Dr. Kate Masur
Professor of History,
Board of Visitors Professor
Northwestern University
Kate Masur is the Board of Visitors Professor of History at Northwestern University. She specializes in the history of race, politics, and law in the nineteenth-century United States. She is the author of Until Justice Be Done: America’s First Civil Rights Movement, from the Revolution to Reconstruction, which was published in 2021 and was a finalist for the Pulitzer Prize in history and winner of the John Nau Book Prize from the University of Virginia and other prizes. She has consulted extensively with museums and arts organizations including the National Constitution Center and the Newberry Library and has helped developed numerous public history projects about the history of Reconstruction. With her students, she recently created a web exhibit entitled Black Organizing in Pre-Civil War Illinois: Creating Community, Demanding Justice, which is part of the larger Colored Conventions Project.

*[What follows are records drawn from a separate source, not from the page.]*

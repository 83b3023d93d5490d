use actix_web::{HttpRequest, HttpResponse, Result as ActixResult};

use super::StudentService;
use crate::models::{ApiResponse, ErrorCode};

/// 学生档案详情：修读记录、逐学期和总 GPA、考勤汇总
pub async fn get_student_profile(
    service: &StudentService,
    student_id: i64,
    request: &HttpRequest,
) -> ActixResult<HttpResponse> {
    let storage = service.get_storage(request);

    match storage.get_student_profile(student_id).await {
        Ok(Some(profile)) => Ok(HttpResponse::Ok().json(ApiResponse::success(
            profile,
            "Student profile retrieved successfully",
        ))),
        Ok(None) => Ok(HttpResponse::NotFound().json(ApiResponse::error_empty(
            ErrorCode::StudentNotFound,
            "Student not found",
        ))),
        Err(e) => Ok(
            HttpResponse::InternalServerError().json(ApiResponse::error_empty(
                ErrorCode::InternalServerError,
                format!("Failed to get student profile: {e}"),
            )),
        ),
    }
}
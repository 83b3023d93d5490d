pub mod assignments;
pub mod attendance;
pub mod auth;
pub mod courses;
pub mod dashboard;
pub mod departments;
pub mod enrollments;
pub mod offerings;
pub mod students;
pub mod teachers;
pub mod terms;
pub mod users;

pub use assignments::AssignmentService;
pub use attendance::AttendanceService;
pub use auth::AuthService;
pub use courses::CourseService;
pub use dashboard::DashboardService;
pub use departments::DepartmentService;
pub use enrollments::EnrollmentService;
pub use offerings::OfferingService;
pub use students::StudentService;
pub use teachers::TeacherService;
pub use terms::TermService;
pub use users::UserService;

use actix_web::{HttpRequest, HttpResponse};
use std::sync::Arc;

use crate::middlewares::RequireJWT;
use crate::models::users::entities::UserRole;
use crate::models::{ApiResponse, ErrorCode};
use crate::storage::Storage;

/// 确定选课、提交作业等学生操作针对的学籍档案。
///
/// 学生只能操作自己的档案，请求体里的 student_id 被忽略；
/// 管理员必须显式指定 student_id；教师不允许代学生操作。
pub(crate) async fn resolve_student_id(
    storage: &Arc<dyn Storage>,
    explicit_student_id: Option<i64>,
    request: &HttpRequest,
) -> Result<i64, HttpResponse> {
    let Some(user) = RequireJWT::extract_user_claims(request) else {
        return Err(HttpResponse::Unauthorized()
            .json(ApiResponse::error_empty(ErrorCode::Unauthorized, "未登录")));
    };

    match user.role {
        UserRole::Student => match storage.get_student_by_user_id(user.id).await {
            Ok(Some(student)) => Ok(student.id),
            Ok(None) => Err(HttpResponse::NotFound().json(ApiResponse::error_empty(
                ErrorCode::StudentNotFound,
                "No student profile found for the current user",
            ))),
            Err(e) => Err(
                HttpResponse::InternalServerError().json(ApiResponse::error_empty(
                    ErrorCode::InternalServerError,
                    format!("Failed to resolve student profile: {e}"),
                )),
            ),
        },
        UserRole::Admin => match explicit_student_id {
            Some(student_id) => Ok(student_id),
            None => Err(HttpResponse::BadRequest().json(ApiResponse::error_empty(
                ErrorCode::BadRequest,
                "student_id is required when acting on behalf of a student",
            ))),
        },
        UserRole::Teacher => Err(HttpResponse::Forbidden().json(ApiResponse::error_empty(
            ErrorCode::Forbidden,
            "Teachers cannot perform student operations",
        ))),
    }
}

Masur is co-editor of the Journal of the Civil War Era. She also regularly works with K-12 teachers and speaks with the media on topics including the Civil War and Reconstruction, Lincoln, and monuments and public memory.
Symposium Topic:
“RECONSTRUCTION: WHEN DID IT END?”
The conventional narrative is that Reconstruction ended in 1877, but recent scholarship suggests that the period continued to the end of the 1890s. Why are people talking about this issue, and what is gained and lost in the new vision of a “long” Reconstruction? Kate Masur will continue the discussion of how the Civil War remade America by exploring how we think about Reconstruction and its endpoints.